(Records from a dataset)
//! Credential handling
//!
//! API keys travel through the engine as [`SecretString`]. Anything that
//! echoes remote payloads or headers into a log line goes through [`scrub`]
//! first.

pub mod string;

pub use string::SecretString;

use regex::Regex;
use std::sync::OnceLock;

/// Regex patterns for detecting common secret formats.
/// These are compiled once and reused for performance.
static SECRET_PATTERNS: OnceLock<Vec<Regex>> = OnceLock::new();

/// Initializes and returns the secret detection patterns.
///
/// Patterns match:
/// - OpenAI / OpenRouter API keys: sk-... (including sk-or-v1-...)
/// - mem0 API keys: m0-...
/// - Authorization header values: Bearer ... and Token ...
fn get_secret_patterns() -> &'static Vec<Regex> {
    SECRET_PATTERNS.get_or_init(|| {
        let sources = [
            r"sk-[a-zA-Z0-9\-_]{20,}",
            r"m0-[a-zA-Z0-9\-_]{20,}",
            r"Bearer\s+[^\s]{8,}",
            r"Token\s+[^\s]{8,}",
        ];
        sources.iter().filter_map(|p| Regex::new(p).ok()).collect()
    })
}

/// Scrubs secrets from text by replacing them with [REDACTED].
///
/// # Examples
/// ```
/// use mnemo_engine::secrets::scrub;
///
/// let scrubbed = scrub("key: sk-or-v1-1234567890abcdefghij");
/// assert_eq!(scrubbed, "key: [REDACTED]");
/// ```
pub fn scrub(text: &str) -> String {
    let mut result = text.to_string();

    for pattern in get_secret_patterns() {
        result = pattern.replace_all(&result, "[REDACTED]").to_string();
    }

    result
}
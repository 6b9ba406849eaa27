//! Completion Gateway
//!
//! Typed client over a single remote chat-completion operation. The
//! `CompletionGateway` trait is the seam the turn orchestrator depends on;
//! [`openrouter::OpenRouterGateway`] is the HTTP implementation for
//! OpenAI-compatible providers.
//!
//! There is no streaming and no retry: one call, one answer or one error.

use async_trait::async_trait;
use sdk::types::{ChatMessage, Role};
use serde::Serialize;

use crate::secrets::SecretString;

pub mod openrouter;

/// Result type for completion operations
pub type Result<T> = std::result::Result<T, CompletionError>;

/// Errors that can occur during a completion call
#[derive(Debug, thiserror::Error)]
pub enum CompletionError {
    #[error("Completion credential is missing")]
    MissingCredential,

    #[error("Authentication failed: {0}")]
    AuthenticationFailed(String),

    #[error("Upstream error ({status}): {body}")]
    Upstream { status: u16, body: String },

    #[error("Malformed response: {0}")]
    Malformed(String),

    #[error("Completion returned no choices")]
    EmptyChoices,

    #[error("Network error: {0}")]
    NetworkError(String),
}

/// Request body sent to the completion endpoint
#[derive(Debug, Clone, Serialize)]
pub struct CompletionRequest<'a> {
    pub model: &'a str,
    pub messages: &'a [ChatMessage],
    pub stream: bool,
}

impl<'a> CompletionRequest<'a> {
    /// Build a non-streaming request
    pub fn new(model: &'a str, messages: &'a [ChatMessage]) -> Self {
        Self {
            model,
            messages,
            stream: false,
        }
    }
}

/// Completion Gateway trait that all providers implement
#[async_trait]
pub trait CompletionGateway: Send + Sync {
    /// Returns the name of the provider (e.g., "openrouter")
    fn name(&self) -> &str;

    /// Ask the model for the next assistant message
    ///
    /// # Arguments
    /// * `model` - Provider-specific model identifier
    /// * `messages` - The ordered request, system messages included
    /// * `credential` - API key for the provider
    ///
    /// # Returns
    /// * `Ok(ChatMessage)` - The first choice, role defaulted to assistant
    /// * `Err(CompletionError)` - Auth, upstream, malformed, empty or network failure
    async fn complete(
        &self,
        model: &str,
        messages: &[ChatMessage],
        credential: &SecretString,
    ) -> Result<ChatMessage>;
}

/// Extract the first choice from a chat-completion payload.
///
/// - no `choices` array: `Malformed`
/// - `choices: []`: `EmptyChoices`
/// - missing or unknown `role`: defaults to assistant
/// - missing or null `content`: empty string
pub fn parse_completion(data: &serde_json::Value) -> Result<ChatMessage> {
    let choices = data
        .get("choices")
        .and_then(|c| c.as_array())
        .ok_or_else(|| CompletionError::Malformed("No choices in response".to_string()))?;

    let choice = choices.first().ok_or(CompletionError::EmptyChoices)?;

    let message = choice
        .get("message")
        .ok_or_else(|| CompletionError::Malformed("No message in choice".to_string()))?;

    let role = match message.get("role").and_then(|r| r.as_str()) {
        Some("user") => Role::User,
        Some("system") => Role::System,
        _ => Role::Assistant,
    };

    let content = message
        .get("content")
        .and_then(|c| c.as_str())
        .unwrap_or_default()
        .to_string();

    Ok(ChatMessage { role, content })
}
//! Provider adapter contract

use std::pin::Pin;
use std::sync::Arc;

use async_trait::async_trait;
use futures_util::{Stream, stream};
use serde::{Deserialize, Serialize};
use serde_json::{Map, Value};
use switchboard_core::{Message, ToolSchema};
use tokio_util::sync::CancellationToken;

use crate::chunk::Chunk;
use crate::error::LlmError;
use crate::retry::{ResponseStream, RetryPolicy, RetryReporter, TracingReporter, retry_with_backoff};

/// Boxed stream of response chunks
pub type ChunkStream<'a> = Pin<Box<dyn Stream<Item = Result<Chunk, LlmError>> + Send + 'a>>;

/// Builds an adapter for a model id and optional configuration
pub type AdapterFactory =
    Arc<dyn Fn(String, Option<ModelConfiguration>) -> Result<Box<dyn DynLlmAdapter>, LlmError> + Send + Sync>;

/// Sampling settings for one model instance
#[derive(Debug, Clone, Default, PartialEq, Serialize, Deserialize)]
pub struct ModelConfiguration {
    /// Sampling temperature
    #[serde(default, skip_serializing_if = "Option::is_none")]
    pub temperature: Option<f64>,
    /// Output token cap
    #[serde(default, skip_serializing_if = "Option::is_none")]
    pub max_tokens: Option<u32>,
    /// Nucleus sampling threshold
    #[serde(default, skip_serializing_if = "Option::is_none")]
    pub top_p: Option<f64>,
    /// Provider-specific settings passed through untouched
    #[serde(flatten)]
    pub extra: Map<String, Value>,
}

/// Input to a single response generation
#[derive(Debug, Clone, Default, PartialEq, Serialize, Deserialize)]
pub struct ResponseRequest {
    /// System instructions
    pub instructions: String,
    /// Conversation so far, oldest first
    pub messages: Vec<Message>,
    /// Tools the model may call
    #[serde(default)]
    pub tools: Vec<ToolSchema>,
    /// Provider-specific request options
    #[serde(default)]
    pub options: Map<String, Value>,
}

impl ResponseRequest {
    /// Request with instructions and conversation
    pub fn new(instructions: impl Into<String>, messages: Vec<Message>) -> Self {
        Self {
            instructions: instructions.into(),
            messages,
            ..Self::default()
        }
    }

    /// Offer tools to the model
    #[must_use]
    pub fn with_tools(mut self, tools: Vec<ToolSchema>) -> Self {
        self.tools = tools;
        self
    }

    /// Set one provider-specific option
    #[must_use]
    pub fn with_option(mut self, key: impl Into<String>, value: Value) -> Self {
        self.options.insert(key.into(), value);
        self
    }

    /// Check every message before it is handed to a provider
    pub fn validate(&self) -> Result<(), LlmError> {
        self.messages
            .iter()
            .try_for_each(Message::validate)
            .map_err(|e| LlmError::InvalidRequest(e.to_string()))
    }
}

/// Contract implemented by each model provider integration
///
/// `map_messages` and `map_tools` are pure translations into the provider's
/// request shape. `open_stream` performs one attempt against the provider;
/// [`generate_response`](LlmAdapter::generate_response) wraps it in retry.
#[async_trait]
pub trait LlmAdapter: Send + Sync {
    /// Provider message shape
    type ProviderMessage: Serialize + Send;

    /// Provider tool declaration shape
    type ProviderTool: Serialize + Send;

    /// Model this adapter drives
    fn model_id(&self) -> &str;

    /// Sampling settings, if any were supplied
    fn configuration(&self) -> Option<&ModelConfiguration>;

    /// Translate messages into the provider's format
    fn map_messages(&self, messages: &[Message]) -> Vec<Self::ProviderMessage>;

    /// Translate tool declarations into the provider's format
    fn map_tools(&self, tools: &[ToolSchema]) -> Vec<Self::ProviderTool>;

    /// Open one response stream without retrying
    async fn open_stream(&self, request: &ResponseRequest) -> Result<ChunkStream<'static>, LlmError>;

    /// Retry bounds applied by `generate_response`
    fn retry_policy(&self) -> RetryPolicy {
        RetryPolicy::default()
    }

    /// Sink for retry warnings and terminal failures
    fn retry_reporter(&self) -> Arc<dyn RetryReporter> {
        Arc::new(TracingReporter::new(LlmAdapter::model_id(self)))
    }

    /// Stream a response, retrying failures that happen before any output
    fn generate_response<'a>(&'a self, request: &'a ResponseRequest) -> ResponseStream<'a> {
        LlmAdapter::generate_response_with(self, request, self.retry_policy())
    }

    /// Stream a response under an explicit retry policy
    ///
    /// An invalid request yields a single [`LlmError::InvalidRequest`]
    /// without contacting the provider.
    fn generate_response_with<'a>(&'a self, request: &'a ResponseRequest, policy: RetryPolicy) -> ResponseStream<'a> {
        let cancel = CancellationToken::new();

        if let Err(e) = request.validate() {
            tracing::debug!(model = LlmAdapter::model_id(self), error = %e, "rejected response request");
            return ResponseStream::new(Box::pin(stream::once(async move { Err::<Chunk, _>(e) })), cancel);
        }

        let inner = retry_with_backoff(policy, self.retry_reporter(), cancel.clone(), move || {
            self.open_stream(request)
        });

        ResponseStream::new(inner, cancel)
    }
}

/// Object-safe view of an [`LlmAdapter`], with provider shapes as JSON
pub trait DynLlmAdapter: Send + Sync {
    /// Model this adapter drives
    fn model_id(&self) -> &str;

    /// Sampling settings, if any were supplied
    fn configuration(&self) -> Option<&ModelConfiguration>;

    /// Messages in the provider's format
    fn map_messages(&self, messages: &[Message]) -> Result<Vec<Value>, LlmError>;

    /// Tool declarations in the provider's format
    fn map_tools(&self, tools: &[ToolSchema]) -> Result<Vec<Value>, LlmError>;

    /// Stream a response with the adapter's own retry policy
    fn generate_response<'a>(&'a self, request: &'a ResponseRequest) -> ResponseStream<'a>;

    /// Stream a response under an explicit retry policy
    fn generate_response_with<'a>(&'a self, request: &'a ResponseRequest, policy: RetryPolicy) -> ResponseStream<'a>;
}

impl<A: LlmAdapter> DynLlmAdapter for A {
    fn model_id(&self) -> &str {
        LlmAdapter::model_id(self)
    }

    fn configuration(&self) -> Option<&ModelConfiguration> {
        LlmAdapter::configuration(self)
    }

    fn map_messages(&self, messages: &[Message]) -> Result<Vec<Value>, LlmError> {
        to_values(LlmAdapter::map_messages(self, messages))
    }

    fn map_tools(&self, tools: &[ToolSchema]) -> Result<Vec<Value>, LlmError> {
        to_values(LlmAdapter::map_tools(self, tools))
    }

    fn generate_response<'a>(&'a self, request: &'a ResponseRequest) -> ResponseStream<'a> {
        LlmAdapter::generate_response(self, request)
    }

    fn generate_response_with<'a>(&'a self, request: &'a ResponseRequest, policy: RetryPolicy) -> ResponseStream<'a> {
        LlmAdapter::generate_response_with(self, request, policy)
    }
}

fn to_values<T: Serialize>(items: Vec<T>) -> Result<Vec<Value>, LlmError> {
    items
        .into_iter()
        .map(|item| serde_json::to_value(item).map_err(|e| LlmError::InvalidRequest(e.to_string())))
        .collect()
}
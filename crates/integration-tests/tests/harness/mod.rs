//! Shared fixtures for host-level tests

#![allow(dead_code)]

pub mod context;
pub mod mock_llm;
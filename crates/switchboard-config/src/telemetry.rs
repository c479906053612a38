use serde::Deserialize;

/// Log output settings
#[derive(Debug, Clone, Deserialize)]
#[serde(deny_unknown_fields)]
pub struct TelemetryConfig {
    /// `EnvFilter` directive used when `RUST_LOG` is unset
    #[serde(default = "default_filter")]
    pub filter: String,
    /// Output format
    #[serde(default)]
    pub format: LogFormat,
    /// Colourize pretty output
    #[serde(default = "default_ansi")]
    pub ansi: bool,
}

impl Default for TelemetryConfig {
    fn default() -> Self {
        Self {
            filter: default_filter(),
            format: LogFormat::default(),
            ansi: default_ansi(),
        }
    }
}

/// Log line format
#[derive(Debug, Clone, Copy, Default, PartialEq, Eq, Deserialize)]
#[serde(rename_all = "snake_case")]
pub enum LogFormat {
    /// Human-readable, multi-field lines
    #[default]
    Pretty,
    /// One JSON object per event
    Json,
}

fn default_filter() -> String {
    "info".to_owned()
}

const fn default_ansi() -> bool {
    true
}
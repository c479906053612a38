use std::sync::OnceLock;

use regex::{Captures, Regex};
use thiserror::Error;

/// Placeholder expansion failures
#[derive(Debug, Error, PartialEq, Eq)]
pub enum ExpandError {
    /// Referenced variable is unset and has no default
    #[error("line {line}: environment variable `{name}` is not set")]
    MissingVariable { name: String, line: usize },

    /// Placeholder is not of the form `env.NAME`
    #[error("line {line}: unsupported placeholder `{key}`, expected `env.NAME`")]
    UnsupportedScope { key: String, line: usize },
}

fn placeholder() -> &'static Regex {
    static PLACEHOLDER: OnceLock<Regex> = OnceLock::new();
    // `{{ key }}` or `{{ key | default("value") }}`
    PLACEHOLDER.get_or_init(|| {
        Regex::new(r#"\{\{\s*([A-Za-z0-9_.]+)\s*(?:\|\s*default\("([^"]*)"\)\s*)?\}\}"#)
            .expect("placeholder pattern must be valid")
    })
}

/// Replace `{{ env.NAME }}` placeholders in raw config text
///
/// Comment lines are copied through untouched, so a commented-out setting
/// never requires its variable to be set.
///
/// # Errors
///
/// Returns an error for an unset variable without a default, or for a
/// placeholder outside the `env` scope
pub fn expand_env(input: &str) -> Result<String, ExpandError> {
    let mut expanded = Vec::new();

    for (index, line) in input.lines().enumerate() {
        if line.trim_start().starts_with('#') {
            expanded.push(line.to_owned());
            continue;
        }

        expanded.push(expand_line(line, index + 1)?);
    }

    let mut output = expanded.join("\n");
    if input.ends_with('\n') {
        output.push('\n');
    }

    Ok(output)
}

fn expand_line(line: &str, line_number: usize) -> Result<String, ExpandError> {
    let mut output = String::with_capacity(line.len());
    let mut cursor = 0;

    for captures in placeholder().captures_iter(line) {
        let Some(whole) = captures.get(0) else { continue };

        output.push_str(&line[cursor..whole.start()]);
        output.push_str(&resolve(&captures, line_number)?);
        cursor = whole.end();
    }

    output.push_str(&line[cursor..]);
    Ok(output)
}

fn resolve(captures: &Captures<'_>, line: usize) -> Result<String, ExpandError> {
    let key = captures.get(1).map_or("", |m| m.as_str());
    let fallback = captures.get(2).map(|m| m.as_str());

    let Some(name) = key.strip_prefix("env.").filter(|name| !name.is_empty() && !name.contains('.')) else {
        return Err(ExpandError::UnsupportedScope {
            key: key.to_owned(),
            line,
        });
    };

    match (std::env::var(name), fallback) {
        (Ok(value), _) => Ok(value),
        (Err(_), Some(fallback)) => Ok(fallback.to_owned()),
        (Err(_), None) => Err(ExpandError::MissingVariable {
            name: name.to_owned(),
            line,
        }),
    }
}
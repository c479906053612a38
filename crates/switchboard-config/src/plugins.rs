use serde::Deserialize;

/// Toggles for plugins bundled with the host
#[derive(Debug, Clone, Copy, Deserialize)]
#[serde(deny_unknown_fields)]
pub struct PluginsConfig {
    /// Register the built-in `system` tools
    #[serde(default = "enabled")]
    pub system: bool,
}

impl Default for PluginsConfig {
    fn default() -> Self {
        Self { system: enabled() }
    }
}

const fn enabled() -> bool {
    true
}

DESCRIPTION OF THE TASK:
Given the data above, which lines hold the string "host"? Return them.

TASK RESPONSE:
//! Shared fixtures for host-level tests
/// Toggles for plugins bundled with the host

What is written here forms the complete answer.